The Supreme Court acceded to the pleas of the Petitioners (BGPMUS, BGIA & BGPSSS) in WP(C) No.50 of 1998 and issued several directions through its Judgment on 9 August 2012 [reported in (2012) 8 SCC 326] especially to: (a) carry out research work & ensure that its benefits are provided to the gas victims [paras 35(7) & 35(8)]; (b) operationalize medical surveillance, computerization of medical records, provision of ‘health booklets’, etc. [para 35(9)]; (c) fill vacancies of specialist doctors and supporting staff [para 35(10)]; (d) provide treatment of high quality to gas victims by providing autonomy to the Bhopal Memorial Hospital & Research Centre (BMHRC) by converting into a teaching hospital [para 35(11)]; (e) remediate the contaminated environment in and around the Union Carbide factory [para 35(12)]; (f) evolve a common referral system and evolve a a standardized protocol for treating each category of ailment [paras 35(17) & Para 35(18)]; etc. The case was also transferred to the High Court of Madhya Pradesh at Jabalpur for exercising supervisory jurisdiction in the implementation of the said directions.

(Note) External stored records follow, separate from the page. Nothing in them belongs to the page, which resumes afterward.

//! Shared client utilities and the CLI error model.

use std::fmt::{self, Display, Formatter};
use std::time::Duration;

use anyhow::anyhow;
use reqwest::header::{HeaderMap, HeaderValue};
use reqwest::{Client, Url};
use serde_json::Value;
use syncdeck_config::{ConfigError, RemoteConfigClient, RemoteError, SettingsStore};

pub(crate) const HEADER_REQUEST_ID: &str = "x-request-id";

/// CLI-level error type to distinguish validation from operational failures.
#[derive(Debug)]
pub(crate) enum CliError {
    Validation(String),
    Failure(anyhow::Error),
}

/// Convenience alias for functions returning a `CliError`.
pub(crate) type CliResult<T> = Result<T, CliError>;

impl CliError {
    pub(crate) fn validation(message: impl Into<String>) -> Self {
        Self::Validation(message.into())
    }

    pub(crate) fn failure(error: impl Into<anyhow::Error>) -> Self {
        Self::Failure(error.into())
    }

    pub(crate) const fn exit_code(&self) -> i32 {
        match self {
            Self::Validation(_) => 2,
            Self::Failure(_) => 3,
        }
    }

    pub(crate) fn display_message(&self) -> String {
        match self {
            Self::Validation(message) => message.clone(),
            Self::Failure(error) => format!("{error:#}"),
        }
    }
}

impl Display for CliError {
    fn fmt(&self, formatter: &mut Formatter<'_>) -> fmt::Result {
        formatter.write_str("cli error")
    }
}

impl std::error::Error for CliError {}

impl From<ConfigError> for CliError {
    fn from(error: ConfigError) -> Self {
        match error {
            ConfigError::InvalidField { .. }
            | ConfigError::UnknownField { .. }
            | ConfigError::InvalidBaseUrl { .. } => Self::validation(error.to_string()),
            ConfigError::Remote(remote) => classify_remote(remote),
            other => Self::failure(other),
        }
    }
}

/// Client errors the user can fix are validation failures; everything else
/// is operational. Server messages get the status appended unless they are
/// the generic status message already.
fn classify_remote(remote: RemoteError) -> CliError {
    match remote.status {
        Some(400 | 409 | 422) => CliError::validation(remote.message),
        Some(status) if remote.message != RemoteError::status(status).message => {
            CliError::failure(anyhow!("{} (status {status})", remote.message))
        }
        _ => CliError::failure(remote),
    }
}

/// Build the shared HTTP client: request timeout plus a per-invocation
/// `x-request-id` header.
pub(crate) fn build_http_client(timeout_secs: u64, trace_id: &str) -> CliResult<Client> {
    let mut default_headers = HeaderMap::new();
    let request_id = HeaderValue::from_str(trace_id).map_err(|_| {
        CliError::failure(anyhow!("trace identifier contains invalid characters"))
    })?;
    default_headers.insert(HEADER_REQUEST_ID, request_id);

    Client::builder()
        .timeout(Duration::from_secs(timeout_secs))
        .default_headers(default_headers)
        .build()
        .map_err(|err| CliError::failure(anyhow!("failed to build HTTP client: {err}")))
}

/// Application context passed to command handlers.
#[derive(Clone)]
pub(crate) struct AppContext {
    pub(crate) client: Client,
    pub(crate) base_url: Url,
}

impl AppContext {
    /// Settings store talking to the configured service. The store starts from
    /// the section baselines; commands load before they edit.
    pub(crate) fn settings_store(&self) -> CliResult<SettingsStore> {
        let transport = RemoteConfigClient::with_http_client(self.client.clone(), &self.base_url)?;
        Ok(SettingsStore::new(transport, &Value::Null)?)
    }
}

/// Parse the API URL provided to the CLI.
pub(crate) fn parse_url(input: &str) -> Result<Url, String> {
    input
        .parse::<Url>()
        .map_err(|err| format!("invalid URL '{input}': {err}"))
}

/// Split a `Section.Field=value` argument.
pub(crate) fn parse_assignment(input: &str) -> CliResult<(&str, &str)> {
    let (key, value) = input
        .split_once('=')
        .ok_or_else(|| CliError::validation(format!("expected KEY=VALUE, got '{input}'")))?;
    let key = key.trim();
    if key.is_empty() {
        return Err(CliError::validation(format!(
            "assignment '{input}' is missing a key"
        )));
    }
    Ok((key, value))
}
//! Settings store mediating every read and write of the live configuration.
//!
//! # Design
//! - One live [`Configuration`] per store, shared through
//!   [`SharedConfiguration`] and replaced in place after each round-trip.
//! - `load`/`save` run one at a time; the in-flight guard is held across the
//!   network call so a save and a load can not interleave.
//! - State replacement and observer delivery happen without an await point
//!   in between.
//! - Failures leave state untouched and never reach observers.

use std::sync::{Arc, PoisonError, RwLock};

use serde_json::Value;
use tokio::sync::Mutex;
use tracing::debug;

use crate::client::{ClientConfig, ConfigTransport, RemoteConfigClient};
use crate::error::{ConfigError, ConfigResult};
use crate::model::Configuration;
use crate::observer::{ObserverId, ObserverRegistry};

/// Cloneable handle onto the live configuration of a store.
///
/// Every clone observes updates made by the store without resubscribing.
#[derive(Debug, Clone, Default)]
pub struct SharedConfiguration {
    inner: Arc<RwLock<Configuration>>,
}

impl SharedConfiguration {
    /// Wrap `configuration` in a new shared handle.
    #[must_use]
    pub fn new(configuration: Configuration) -> Self {
        Self {
            inner: Arc::new(RwLock::new(configuration)),
        }
    }

    /// Copy of the current value.
    #[must_use]
    pub fn snapshot(&self) -> Configuration {
        self.read(Clone::clone)
    }

    /// Run `f` against the current value.
    pub fn read<R>(&self, f: impl FnOnce(&Configuration) -> R) -> R {
        let guard = self.inner.read().unwrap_or_else(PoisonError::into_inner);
        f(&*guard)
    }

    /// Mutate the current value in place.
    pub fn update<R>(&self, f: impl FnOnce(&mut Configuration) -> R) -> R {
        let mut guard = self.inner.write().unwrap_or_else(PoisonError::into_inner);
        f(&mut *guard)
    }

    fn replace(&self, next: Configuration) -> Configuration {
        self.update(|current| {
            current.replace_sections(next);
            current.clone()
        })
    }
}

/// Owner of the canonical configuration and its observers.
pub struct SettingsStore<T = RemoteConfigClient> {
    transport: T,
    state: SharedConfiguration,
    observers: ObserverRegistry,
    in_flight: Mutex<()>,
}

impl SettingsStore<RemoteConfigClient> {
    /// Store backed by a [`RemoteConfigClient`] built from `config`.
    ///
    /// # Errors
    ///
    /// Returns an error when the client cannot be built or `seed` does not fit
    /// the configuration shape.
    pub fn connect(config: &ClientConfig, seed: &Value) -> ConfigResult<Self> {
        Self::new(RemoteConfigClient::new(config)?, seed)
    }
}

impl<T: ConfigTransport> SettingsStore<T> {
    /// Create a store whose initial value is `seed` with every missing section
    /// filled from its baseline.
    ///
    /// # Errors
    ///
    /// Returns [`ConfigError::Decode`] when `seed` does not fit the
    /// configuration shape.
    pub fn new(transport: T, seed: &Value) -> ConfigResult<Self> {
        let configuration = Configuration::from_seed(seed).map_err(|source| {
            ConfigError::Decode {
                operation: "seed",
                source,
            }
        })?;
        Ok(Self::with_configuration(transport, configuration))
    }

    /// Create a store around an already typed configuration.
    pub fn with_configuration(transport: T, configuration: Configuration) -> Self {
        Self {
            transport,
            state: SharedConfiguration::new(configuration),
            observers: ObserverRegistry::new(),
            in_flight: Mutex::new(()),
        }
    }

    /// Copy of the current configuration.
    #[must_use]
    pub fn configuration(&self) -> Configuration {
        self.state.snapshot()
    }

    /// Live handle onto the configuration.
    #[must_use]
    pub fn shared(&self) -> SharedConfiguration {
        self.state.clone()
    }

    /// Edit the configuration in place ahead of a [`save`](Self::save).
    /// Observers are not notified.
    pub fn update<R>(&self, f: impl FnOnce(&mut Configuration) -> R) -> R {
        self.state.update(f)
    }

    /// Registered observers.
    #[must_use]
    pub const fn observers(&self) -> &ObserverRegistry {
        &self.observers
    }

    /// Register `observer` for every future successful `load`/`save`.
    pub fn observe<F>(&self, observer: F) -> ObserverId
    where
        F: Fn(&Configuration) -> anyhow::Result<()> + Send + Sync + 'static,
    {
        self.observers.observe(observer)
    }

    /// Remove a registration; unknown ids are ignored.
    pub fn stop_observing(&self, id: ObserverId) {
        self.observers.stop_observing(id);
    }

    /// Fetch the remote configuration and make it canonical.
    ///
    /// # Errors
    ///
    /// Propagates transport, remote and decoding failures; the current state
    /// is left untouched and no observer runs.
    pub async fn load(&self) -> ConfigResult<Configuration> {
        let _guard = self.in_flight.lock().await;
        let body = self.transport.fetch_configuration().await?;
        self.accept(body, "load")
    }

    /// Send the current configuration and adopt the server's answer.
    ///
    /// # Errors
    ///
    /// Propagates encoding, transport, remote and decoding failures; the
    /// current state is left untouched and no observer runs.
    pub async fn save(&self) -> ConfigResult<Configuration> {
        let _guard = self.in_flight.lock().await;
        let payload = self
            .state
            .read(Configuration::to_value)
            .map_err(|source| ConfigError::Encode { source })?;
        let body = self.transport.persist_configuration(&payload).await?;
        self.accept(body, "save")
    }

    fn accept(&self, body: Value, operation: &'static str) -> ConfigResult<Configuration> {
        let next = Configuration::from_response(body)
            .map_err(|source| ConfigError::Decode { operation, source })?;
        let current = self.state.replace(next);
        let failed = self.observers.notify(&current);
        debug!(
            operation,
            observers = self.observers.len(),
            failed,
            "settings synchronized"
        );
        Ok(current)
    }
}
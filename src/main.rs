//! Citrea Testnet Stats
//!
//! Single-page dashboard for the Citrea testnet explorer counters,
//! built with Leptos (WASM).
//!
//! # Architecture
//!
//! This is a client-side rendered (CSR) Leptos application that compiles
//! to WebAssembly. It polls the public explorer stats endpoint over HTTP
//! every ten seconds and renders one card per counter.

use leptos::*;

mod api;
mod app;
mod components;
mod state;

fn main() {
    // Set up panic hook for better error messages in WASM
    console_error_panic_hook::set_once();

    // Mount the app to the document body
    mount_to_body(|| view! { <app::App /> });
}
//! HTTP API Client
//!
//! Functions for communicating with the explorer stats API.

use gloo_net::http::Request;

use crate::state::global::Counter;

/// Stats endpoint, routed through the public CORS proxy.
pub const STATS_URL: &str =
    "https://cors-anywhere.herokuapp.com/https://explorer-stats.testnet.citrea.xyz/api/v1/counters";

/// Response envelope for the counters endpoint.
#[derive(Debug, serde::Deserialize)]
struct CountersResponse {
    counters: Vec<Counter>,
}

/// Fetch the full counter list, in the order the endpoint serves it.
///
/// A single attempt per call: no retries, no timeout, no backoff. The
/// error string is a diagnostic for the console; the UI renders its own
/// fixed message instead of the cause.
pub async fn fetch_counters() -> Result<Vec<Counter>, String> {
    let response = Request::get(STATS_URL)
        .send()
        .await
        .map_err(|e| format!("Network error: {}", e))?;

    if !response.ok() {
        return Err(format!("HTTP {}", response.status()));
    }

    let result: CountersResponse = response
        .json()
        .await
        .map_err(|e| format!("Parse error: {}", e))?;

    Ok(result.counters)
}

#[cfg(test)]
mod tests {
    use super::*;

    #[test]
    fn parses_full_counter() {
        let body = r#"{
            "counters": [
                {
                    "id": "1",
                    "value": "1000",
                    "title": "Blocks",
                    "units": "blk",
                    "description": "Block height"
                }
            ]
        }"#;

        let response: CountersResponse = serde_json::from_str(body).unwrap();
        assert_eq!(response.counters.len(), 1);

        let counter = &response.counters[0];
        assert_eq!(counter.id, "1");
        assert_eq!(counter.value, "1000");
        assert_eq!(counter.title, "Blocks");
        assert_eq!(counter.units.as_deref(), Some("blk"));
        assert_eq!(counter.description, "Block height");
    }

    #[test]
    fn units_absent_or_null_are_none() {
        let body = r#"{
            "counters": [
                {"id": "a", "value": "1", "title": "A", "description": "no units field"},
                {"id": "b", "value": "2", "title": "B", "units": null, "description": "null units"}
            ]
        }"#;

        let response: CountersResponse = serde_json::from_str(body).unwrap();
        assert_eq!(response.counters[0].units, None);
        assert_eq!(response.counters[1].units, None);
    }

    #[test]
    fn empty_counters_parses() {
        let response: CountersResponse = serde_json::from_str(r#"{"counters": []}"#).unwrap();
        assert!(response.counters.is_empty());
    }

    #[test]
    fn preserves_wire_order() {
        let body = r#"{
            "counters": [
                {"id": "z", "value": "3", "title": "Z", "description": ""},
                {"id": "a", "value": "1", "title": "A", "description": ""},
                {"id": "m", "value": "2", "title": "M", "description": ""}
            ]
        }"#;

        let response: CountersResponse = serde_json::from_str(body).unwrap();
        let ids: Vec<&str> = response.counters.iter().map(|c| c.id.as_str()).collect();
        assert_eq!(ids, ["z", "a", "m"]);
    }

    #[test]
    fn rejects_malformed_body() {
        assert!(serde_json::from_str::<CountersResponse>("{}").is_err());
        assert!(serde_json::from_str::<CountersResponse>("not json").is_err());
        assert!(serde_json::from_str::<CountersResponse>(r#"{"counters": "nope"}"#).is_err());
    }
}
//! Dashboard State
//!
//! Reactive state management using Leptos signals.

use leptos::*;

/// A single counter as served by the stats endpoint.
///
/// Values arrive pre-formatted as strings and are rendered verbatim;
/// no numeric parsing or reformatting happens on this side.
#[derive(Clone, Debug, PartialEq, serde::Deserialize)]
pub struct Counter {
    /// Opaque identifier, used only as a rendering key.
    pub id: String,
    pub value: String,
    pub title: String,
    /// Unit suffix rendered after the value; absent or `null` means none.
    #[serde(default)]
    pub units: Option<String>,
    pub description: String,
}

/// Fixed user-facing message shown for any failed fetch, whatever the cause.
pub const FETCH_ERROR_MESSAGE: &str = "Failed to load data";

/// Current display mode of the dashboard.
///
/// Exactly one variant is active at any time. Transitions are driven
/// solely by fetch outcomes: the initial state is `Loading`, and every
/// completed fetch replaces the state wholesale.
#[derive(Clone, Debug, PartialEq)]
pub enum ViewState {
    Loading,
    Error(String),
    Loaded(Vec<Counter>),
}

impl ViewState {
    /// Fold a fetch outcome into the next view state.
    ///
    /// Success replaces any prior list wholesale; failure discards a
    /// prior `Loaded` rather than keeping it stale-but-displayed. An
    /// empty counter list is a normal `Loaded` with zero cards.
    pub fn from_fetch(outcome: Result<Vec<Counter>, String>) -> Self {
        match outcome {
            Ok(counters) => ViewState::Loaded(counters),
            Err(_) => ViewState::Error(FETCH_ERROR_MESSAGE.to_string()),
        }
    }

    pub fn is_loading(&self) -> bool {
        matches!(self, ViewState::Loading)
    }

    /// The counters to display, when in the loaded state.
    pub fn counters(&self) -> Option<&[Counter]> {
        match self {
            ViewState::Loaded(counters) => Some(counters),
            _ => None,
        }
    }
}

/// Dashboard state provided to all components.
#[derive(Clone)]
pub struct DashboardState {
    /// What the dashboard is currently showing.
    pub view: RwSignal<ViewState>,
    /// Epoch millis of the last successful fetch, for the footer.
    pub last_updated: RwSignal<Option<i64>>,
}

/// Provide dashboard state to the component tree.
pub fn provide_dashboard_state() {
    let state = DashboardState {
        view: create_rw_signal(ViewState::Loading),
        last_updated: create_rw_signal(None),
    };

    provide_context(state);
}

impl DashboardState {
    /// Record a completed fetch.
    ///
    /// Last write wins: whichever response resolves most recently
    /// overwrites the view, regardless of issue order. Writes landing
    /// after the view is torn down are ignored.
    pub fn apply_fetch_outcome(&self, outcome: Result<Vec<Counter>, String>) {
        if outcome.is_ok() {
            self.last_updated
                .try_set(Some(chrono::Utc::now().timestamp_millis()));
        }
        self.view.try_set(ViewState::from_fetch(outcome));
    }
}
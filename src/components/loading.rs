//! Loading Component
//!
//! Loading spinner shown before the first fetch resolves.

use leptos::*;

/// Full-page loading spinner
#[component]
pub fn Loading() -> impl IntoView {
    view! {
        <div class="flex flex-col items-center justify-center py-12 space-y-3">
            <div class="loading-spinner w-8 h-8" />
            <span class="text-gray-400">"Loading..."</span>
        </div>
    }
}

On 24 October 2013, BGPMUS & BGPSSS filed I.A. Nos.22-24 of 2013 in Curative Petition Nos.345-347 of 2010 for impleadment as parties.

on 15 May 2015, BGPMUS & BGPSSS filed Contempt Petition (C) No.832 of 2015 in WP No.15658 of 2012 against eight officials of the UOI and the Government of Madhya Pradesh for failing to comply with the directions the Supreme Court issued on 9 August 2012 in WP(C) No.50 of 1998.

On 10 September 2015, BGPMUS & BGPSSS also filed a copy of the Contempt Petition as an additional affidavit in I.A. Nos. 22-24 in Curative Petition (Civil) Nos.345-347 of 2010.

Significantly, BGPMUS & BGPSSS were not only the first organizations to file Review Petition No.229 of 1989 and Writ Petition (C) No.293 of 1989 respectively against the Bhopal Settlement in March 1989 but also were the first onesto seek enhancement of compensation by a factor of FIVE before the Supreme Court as early as 14 September 2004.

It is evident that compliance of the directions issued to the Union of India and the State of Madhya Pradesh by the Supreme Court on 9 August 2012 in Writ Petition (C) No.50 of 1998 (which is currently pending before the MP High Court as WP No.15658 of 2012) is crucial in determining the magnitude and gravity of the adverse effects of the Bhopal gas leak disaster on the health and wellbeing of the residents of Bhopal.